Instructions for the task:
Repeat exactly the lines from the start of the entries below through the line containing "use crate::layout::PositionedRun;". Omit the rest.

Records shown:

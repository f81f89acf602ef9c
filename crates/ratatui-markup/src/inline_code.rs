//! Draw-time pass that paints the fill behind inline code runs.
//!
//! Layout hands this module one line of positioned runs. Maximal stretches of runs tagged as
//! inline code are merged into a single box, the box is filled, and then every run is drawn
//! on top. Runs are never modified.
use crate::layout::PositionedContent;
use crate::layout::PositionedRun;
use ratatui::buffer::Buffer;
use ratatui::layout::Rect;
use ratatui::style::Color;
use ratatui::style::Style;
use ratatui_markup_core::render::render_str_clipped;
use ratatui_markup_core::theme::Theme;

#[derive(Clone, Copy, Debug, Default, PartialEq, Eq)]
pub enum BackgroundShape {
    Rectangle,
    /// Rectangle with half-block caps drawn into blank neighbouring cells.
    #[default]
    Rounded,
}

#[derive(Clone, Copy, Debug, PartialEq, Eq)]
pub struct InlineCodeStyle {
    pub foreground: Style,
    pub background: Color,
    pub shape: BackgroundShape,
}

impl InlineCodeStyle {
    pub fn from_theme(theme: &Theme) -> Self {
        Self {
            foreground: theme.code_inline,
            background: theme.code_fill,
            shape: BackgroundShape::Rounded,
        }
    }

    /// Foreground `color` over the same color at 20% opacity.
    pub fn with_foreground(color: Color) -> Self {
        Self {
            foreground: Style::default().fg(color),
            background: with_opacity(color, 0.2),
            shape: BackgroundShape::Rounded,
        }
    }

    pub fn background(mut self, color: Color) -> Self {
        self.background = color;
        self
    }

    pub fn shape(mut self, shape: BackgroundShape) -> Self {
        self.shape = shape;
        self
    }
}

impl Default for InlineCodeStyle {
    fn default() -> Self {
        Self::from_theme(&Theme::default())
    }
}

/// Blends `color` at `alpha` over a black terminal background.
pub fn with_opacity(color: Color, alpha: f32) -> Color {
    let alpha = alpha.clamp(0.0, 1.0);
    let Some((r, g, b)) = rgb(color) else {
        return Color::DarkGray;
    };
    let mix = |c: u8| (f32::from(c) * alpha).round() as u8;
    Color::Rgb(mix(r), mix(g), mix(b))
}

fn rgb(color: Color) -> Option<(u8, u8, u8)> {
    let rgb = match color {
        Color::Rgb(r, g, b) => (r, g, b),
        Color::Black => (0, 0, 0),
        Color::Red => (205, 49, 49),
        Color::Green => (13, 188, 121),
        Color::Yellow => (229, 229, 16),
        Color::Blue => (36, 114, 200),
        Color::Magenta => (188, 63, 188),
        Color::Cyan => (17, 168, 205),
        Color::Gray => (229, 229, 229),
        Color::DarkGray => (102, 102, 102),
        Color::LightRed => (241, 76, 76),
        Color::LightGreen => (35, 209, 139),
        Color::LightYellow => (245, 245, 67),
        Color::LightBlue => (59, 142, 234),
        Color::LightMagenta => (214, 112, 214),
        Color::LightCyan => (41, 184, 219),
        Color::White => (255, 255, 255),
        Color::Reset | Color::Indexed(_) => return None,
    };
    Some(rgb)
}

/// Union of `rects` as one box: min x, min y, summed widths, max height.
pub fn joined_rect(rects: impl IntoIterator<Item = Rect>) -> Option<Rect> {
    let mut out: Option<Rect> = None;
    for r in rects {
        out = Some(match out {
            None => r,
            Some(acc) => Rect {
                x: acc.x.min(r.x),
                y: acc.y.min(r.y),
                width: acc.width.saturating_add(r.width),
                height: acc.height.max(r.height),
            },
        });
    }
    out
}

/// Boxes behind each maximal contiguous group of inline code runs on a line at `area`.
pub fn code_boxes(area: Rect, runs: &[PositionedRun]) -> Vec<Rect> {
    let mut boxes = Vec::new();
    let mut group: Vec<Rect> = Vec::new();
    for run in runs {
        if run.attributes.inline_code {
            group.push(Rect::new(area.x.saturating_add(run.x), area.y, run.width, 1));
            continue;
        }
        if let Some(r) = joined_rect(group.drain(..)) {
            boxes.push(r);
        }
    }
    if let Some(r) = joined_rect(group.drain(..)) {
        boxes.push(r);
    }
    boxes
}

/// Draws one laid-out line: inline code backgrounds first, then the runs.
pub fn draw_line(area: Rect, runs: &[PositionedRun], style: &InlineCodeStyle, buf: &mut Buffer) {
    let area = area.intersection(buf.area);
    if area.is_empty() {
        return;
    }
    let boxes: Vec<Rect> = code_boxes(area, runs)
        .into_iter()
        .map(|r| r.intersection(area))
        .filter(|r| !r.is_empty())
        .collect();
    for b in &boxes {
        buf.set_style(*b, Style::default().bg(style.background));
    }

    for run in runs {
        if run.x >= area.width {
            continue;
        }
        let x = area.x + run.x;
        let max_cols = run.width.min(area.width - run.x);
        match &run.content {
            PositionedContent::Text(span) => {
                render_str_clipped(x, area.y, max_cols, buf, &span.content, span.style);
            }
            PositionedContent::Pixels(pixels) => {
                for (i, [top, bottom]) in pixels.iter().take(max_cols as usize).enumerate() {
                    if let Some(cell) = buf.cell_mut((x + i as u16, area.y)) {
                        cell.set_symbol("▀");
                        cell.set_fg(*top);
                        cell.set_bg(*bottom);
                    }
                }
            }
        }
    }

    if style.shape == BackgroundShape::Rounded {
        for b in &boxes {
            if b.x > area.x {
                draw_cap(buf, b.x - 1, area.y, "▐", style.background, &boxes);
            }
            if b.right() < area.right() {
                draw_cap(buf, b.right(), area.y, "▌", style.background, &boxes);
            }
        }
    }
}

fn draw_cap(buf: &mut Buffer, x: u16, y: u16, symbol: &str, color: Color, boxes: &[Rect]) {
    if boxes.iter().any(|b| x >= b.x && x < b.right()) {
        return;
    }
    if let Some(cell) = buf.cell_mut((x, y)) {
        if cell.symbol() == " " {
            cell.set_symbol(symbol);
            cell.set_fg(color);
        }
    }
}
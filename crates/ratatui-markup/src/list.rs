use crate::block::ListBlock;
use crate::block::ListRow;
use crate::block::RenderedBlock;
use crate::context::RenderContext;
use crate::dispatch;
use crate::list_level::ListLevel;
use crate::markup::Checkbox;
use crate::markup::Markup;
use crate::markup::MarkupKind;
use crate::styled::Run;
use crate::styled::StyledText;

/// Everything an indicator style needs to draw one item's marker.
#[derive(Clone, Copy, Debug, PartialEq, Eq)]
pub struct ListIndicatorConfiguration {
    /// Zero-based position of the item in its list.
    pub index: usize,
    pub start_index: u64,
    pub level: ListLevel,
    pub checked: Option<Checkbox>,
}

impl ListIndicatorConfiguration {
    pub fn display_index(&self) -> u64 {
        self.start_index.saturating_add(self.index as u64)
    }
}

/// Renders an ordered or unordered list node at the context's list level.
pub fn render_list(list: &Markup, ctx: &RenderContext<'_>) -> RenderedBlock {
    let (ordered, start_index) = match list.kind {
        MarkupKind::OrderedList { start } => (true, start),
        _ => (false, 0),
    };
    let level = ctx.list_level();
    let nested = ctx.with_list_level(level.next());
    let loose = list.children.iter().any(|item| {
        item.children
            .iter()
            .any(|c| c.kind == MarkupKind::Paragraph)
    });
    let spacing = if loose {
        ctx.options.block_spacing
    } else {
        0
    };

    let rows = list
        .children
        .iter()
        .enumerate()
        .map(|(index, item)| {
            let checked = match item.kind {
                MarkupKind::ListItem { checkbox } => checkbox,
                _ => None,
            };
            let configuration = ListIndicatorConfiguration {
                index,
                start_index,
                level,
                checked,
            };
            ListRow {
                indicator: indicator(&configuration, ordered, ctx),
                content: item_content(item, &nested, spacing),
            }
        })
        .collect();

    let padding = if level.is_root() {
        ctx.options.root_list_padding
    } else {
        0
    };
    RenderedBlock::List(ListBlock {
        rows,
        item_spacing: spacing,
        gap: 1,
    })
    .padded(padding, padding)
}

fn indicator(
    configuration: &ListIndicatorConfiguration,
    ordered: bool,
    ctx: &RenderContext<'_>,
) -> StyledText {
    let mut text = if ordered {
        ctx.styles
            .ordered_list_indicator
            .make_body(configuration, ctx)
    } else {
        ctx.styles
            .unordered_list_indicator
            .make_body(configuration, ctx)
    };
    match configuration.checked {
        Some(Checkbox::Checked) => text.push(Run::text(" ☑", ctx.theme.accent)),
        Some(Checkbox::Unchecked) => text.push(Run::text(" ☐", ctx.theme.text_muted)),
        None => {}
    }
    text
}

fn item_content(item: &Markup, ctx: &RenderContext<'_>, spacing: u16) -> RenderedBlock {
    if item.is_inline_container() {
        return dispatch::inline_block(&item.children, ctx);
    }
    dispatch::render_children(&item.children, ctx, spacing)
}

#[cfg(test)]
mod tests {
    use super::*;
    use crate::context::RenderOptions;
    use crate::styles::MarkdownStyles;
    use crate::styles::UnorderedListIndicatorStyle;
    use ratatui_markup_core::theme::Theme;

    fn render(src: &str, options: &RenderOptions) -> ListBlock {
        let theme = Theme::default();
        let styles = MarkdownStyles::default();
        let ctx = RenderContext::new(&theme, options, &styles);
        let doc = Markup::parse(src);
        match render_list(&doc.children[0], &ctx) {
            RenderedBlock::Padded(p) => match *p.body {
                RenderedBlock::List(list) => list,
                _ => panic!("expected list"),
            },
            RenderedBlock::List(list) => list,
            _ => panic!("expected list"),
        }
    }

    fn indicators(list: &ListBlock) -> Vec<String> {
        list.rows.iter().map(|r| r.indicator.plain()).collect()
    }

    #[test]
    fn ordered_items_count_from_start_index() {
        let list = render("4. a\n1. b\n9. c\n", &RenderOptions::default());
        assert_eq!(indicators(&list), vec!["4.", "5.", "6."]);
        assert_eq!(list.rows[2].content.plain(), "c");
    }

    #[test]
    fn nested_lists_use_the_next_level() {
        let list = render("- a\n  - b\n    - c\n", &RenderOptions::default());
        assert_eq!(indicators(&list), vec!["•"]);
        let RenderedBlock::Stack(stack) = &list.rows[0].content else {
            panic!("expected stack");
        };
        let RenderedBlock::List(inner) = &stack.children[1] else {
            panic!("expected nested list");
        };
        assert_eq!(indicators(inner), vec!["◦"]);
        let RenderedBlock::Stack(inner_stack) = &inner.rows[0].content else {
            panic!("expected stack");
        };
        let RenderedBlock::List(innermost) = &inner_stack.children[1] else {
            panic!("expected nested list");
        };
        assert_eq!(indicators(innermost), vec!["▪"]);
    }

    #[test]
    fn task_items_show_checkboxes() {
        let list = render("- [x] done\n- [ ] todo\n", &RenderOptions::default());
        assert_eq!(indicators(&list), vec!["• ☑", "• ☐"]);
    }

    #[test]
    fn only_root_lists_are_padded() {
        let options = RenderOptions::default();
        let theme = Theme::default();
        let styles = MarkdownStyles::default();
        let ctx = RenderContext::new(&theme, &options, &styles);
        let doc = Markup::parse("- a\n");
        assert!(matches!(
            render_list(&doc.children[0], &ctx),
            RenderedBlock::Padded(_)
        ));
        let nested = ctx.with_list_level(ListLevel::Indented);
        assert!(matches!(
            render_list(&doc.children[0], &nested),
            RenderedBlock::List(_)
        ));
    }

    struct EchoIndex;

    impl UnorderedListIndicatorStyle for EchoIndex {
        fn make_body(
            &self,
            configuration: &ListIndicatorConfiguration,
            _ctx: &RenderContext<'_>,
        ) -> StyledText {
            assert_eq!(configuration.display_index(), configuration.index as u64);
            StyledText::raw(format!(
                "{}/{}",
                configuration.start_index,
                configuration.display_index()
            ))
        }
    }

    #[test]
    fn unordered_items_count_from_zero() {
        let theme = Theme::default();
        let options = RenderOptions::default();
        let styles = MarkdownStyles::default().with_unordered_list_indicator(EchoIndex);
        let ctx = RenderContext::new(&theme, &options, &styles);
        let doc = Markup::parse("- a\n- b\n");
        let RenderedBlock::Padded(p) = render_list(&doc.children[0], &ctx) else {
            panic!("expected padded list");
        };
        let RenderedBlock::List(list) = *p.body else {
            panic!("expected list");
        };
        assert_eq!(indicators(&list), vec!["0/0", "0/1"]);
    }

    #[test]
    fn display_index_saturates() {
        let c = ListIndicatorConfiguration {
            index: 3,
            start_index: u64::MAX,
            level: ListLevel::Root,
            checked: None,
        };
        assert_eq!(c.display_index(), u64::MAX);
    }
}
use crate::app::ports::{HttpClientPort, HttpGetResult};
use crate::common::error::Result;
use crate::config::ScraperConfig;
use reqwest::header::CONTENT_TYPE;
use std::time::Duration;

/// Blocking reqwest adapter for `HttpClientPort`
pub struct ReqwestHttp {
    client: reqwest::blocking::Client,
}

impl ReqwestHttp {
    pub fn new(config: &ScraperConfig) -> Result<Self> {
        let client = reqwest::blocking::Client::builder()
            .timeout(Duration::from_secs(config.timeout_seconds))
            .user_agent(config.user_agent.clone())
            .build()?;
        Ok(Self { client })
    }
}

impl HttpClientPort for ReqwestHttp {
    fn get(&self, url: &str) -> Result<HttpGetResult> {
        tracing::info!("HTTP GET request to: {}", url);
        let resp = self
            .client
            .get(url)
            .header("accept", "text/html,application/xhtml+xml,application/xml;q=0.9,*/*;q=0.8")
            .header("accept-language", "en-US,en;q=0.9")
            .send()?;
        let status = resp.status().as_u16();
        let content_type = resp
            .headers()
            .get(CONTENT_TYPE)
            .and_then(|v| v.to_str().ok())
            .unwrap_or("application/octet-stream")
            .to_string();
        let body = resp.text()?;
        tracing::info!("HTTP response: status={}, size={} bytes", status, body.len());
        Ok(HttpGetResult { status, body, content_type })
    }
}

Expected output:
repository f81f89acf602ef9c
filename crates/ratatui-markup/src/inline_code.rs
//! Draw-time pass that paints the fill behind inline code runs.
//!
//! Layout hands this module one line of positioned runs. Maximal stretches of runs tagged as
//! inline code are merged into a single box, the box is filled, and then every run is drawn
//! on top. Runs are never modified.
use crate::layout::PositionedContent;
use crate::layout::PositionedRun;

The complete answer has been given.